On reste donc sur sa faim. Cette saga sous-titrée “Arthor” n’aura donc été qu’une genèse, mélangeant une historicité un peu plus rigoureuse que la légende (la présence romaine, l’unification militaire, politique et religieuse de la Bretagne) à une vision assez originale de la magie et du domaine divin. Rien de trop novateur cependant : le monde des dieux, comme dans la plupart des mythologies, n’est qu’un calque de la hiérarchie terrestre, avec ses complots et ses chamailleries, et l’auteur abandonne vite ses projets d’immatérialité pour revenir à des paysages majestueux même s’ils sont teintés de bleu électrique.
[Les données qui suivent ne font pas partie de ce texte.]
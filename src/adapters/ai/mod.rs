//! Model caller adapters.

mod mock_caller;
mod openai_caller;

pub use mock_caller::{CapturedCall, MockModelCaller};
pub use openai_caller::OpenAiModelCaller;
Idem pour l’impulsion de départ de transcrire toute magie en flux magnétique et scientifique, qui revient vite sous des termes comme “incantation barbare” ou “magie” à mesure que le récit se centre sur la croûte terrestre.

Les grands complots entre Seigneurs du Feu, démons et dieux Aesirs, sans parler des Sid, largement mis en avant dans le tome 1, se sont presque évaporés, à une exception : on nous apprend que les démons manipulent en fait le Furieux. Ce qui ne fait qu’ajouter à la confusion. Les Seigneurs du Feu, qui semblaient les maîtres marionnettistes de cette histoire, passent quasi complètement à la trappe, et il s’en faut de peu que le Dragon subisse le même sort. Certes, on me dira que ces entités ne vivent pas sur le même plan temporel, néanmoins les évènements de « La Louve et le Démon » sont annoncés comme décisifs pour l’avenir, mais les forces supérieures semblent en faire bien peu cas.

On retrouvera parfois quelques allusions à la légende (les Sœurs d’Arimathie, la soi-disant métamorphose d’Uther pour séduire Ygrane) mais de manière vraiment très anecdotique, comme si Attanasio voulait mêler plus intimement sa fiction pseudo-historique au grand mythe arthurien.

Le texte, intégralement écrit au présent, pour mieux rendre l’immédiateté des actions, est plutôt haletant (durant les passages où l’action prime sur la description), mais les interludes sont éprouvants. Les multiples retours en mémoire de la (re)naissance de Lailoken sous forme humaine, mâtiné de questionnement philosophico-théologique (suis-je bon ? je suis un démon mais ma mère m’a élevé en chrétien, etc.), sont vite agaçants par leur fréquence. Et lorsque ce n’est pas Lailoken qui s’interroge sur lui-même, ce sont Ygrane et Uther qui discourent sur leur foi, souvent en longueur. Mais bon, me direz-vous, cela change des délires piézo-électriques du tome 1...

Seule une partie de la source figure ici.